Namun, ketakutan yang teramat besar.
"Kamu... Luz? " Suaraku bergetar. Pemuda tinggi bernama Luz itu nampak sangat kebingungan.
"Tentu saja ini aku, apa Amatsuki-kun bermimpi buruk? " Tanyanya seraya tersenyum. Degupan di dadaku terasa semakin kencang.
'Tidak... Tidak mungkin itu ... Luz.' Pikiranku berkecamuk. Aku tak dapat mendengar kicauan Luz tentang caranya muncul disini dengan jelas.
"Aku tadi hanya ingin mengembalikan cas yang kupinjam kemarin, lalu aku sadar bahwa pintunya terbuka! Jadi aku seenaknya masuk ke apartemenmu, Amatsuki-kun. Ah! Aku benar-benar hanya ingin mengembalikam ini lalu pergi! Kemudian aku mendengar suara teriakanmu, aku khawatir... Jadi disinilah aku. " Jelasnya panjang lebar.

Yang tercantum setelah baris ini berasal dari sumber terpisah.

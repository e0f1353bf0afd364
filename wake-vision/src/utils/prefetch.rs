use crate::common::*;
use tokio::task::JoinHandle;

/// Runs a stream ahead of its consumer on a spawned task.
///
/// At most `buf_size` elements are buffered in a bounded channel. Dropping
/// the consumer aborts the producer task. It must be created within a tokio
/// runtime.
pub struct Prefetch<T> {
    stream: BoxStream<'static, T>,
    worker: JoinHandle<()>,
}

impl<T> Prefetch<T>
where
    T: 'static + Send,
{
    pub fn new<S>(stream: S, buf_size: usize) -> Self
    where
        S: 'static + Send + Stream<Item = T>,
    {
        let (tx, rx) = flume::bounded(buf_size);

        let worker = tokio::spawn(async move {
            futures::pin_mut!(stream);
            while let Some(item) = stream.next().await {
                if tx.send_async(item).await.is_err() {
                    break;
                }
            }
        });

        Self {
            stream: rx.into_stream().boxed(),
            worker,
        }
    }
}

impl<T> Drop for Prefetch<T> {
    fn drop(&mut self) {
        self.worker.abort();
    }
}

impl<T> Stream for Prefetch<T> {
    type Item = T;

    fn poll_next(mut self: Pin<&mut Self>, cx: &mut Context<'_>) -> Poll<Option<Self::Item>> {
        self.stream.poll_next_unpin(cx)
    }
}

'Ya... Tidak mungkin dia Luz. Karena Luz yang aku tahu... Sudah meninggal. '
Pikiranku semakin berkabut. Aku ingat pernah meminjamkan cas pada Luz. Tapi itu hanya sekali itu saja. Aku juga selalu mengunci pintu karena aku orang yang selalu berhati-hati... Tapi hanya satu kali aku lupa mengunci pintu... Saat aku meminjamkan cas pada Luz...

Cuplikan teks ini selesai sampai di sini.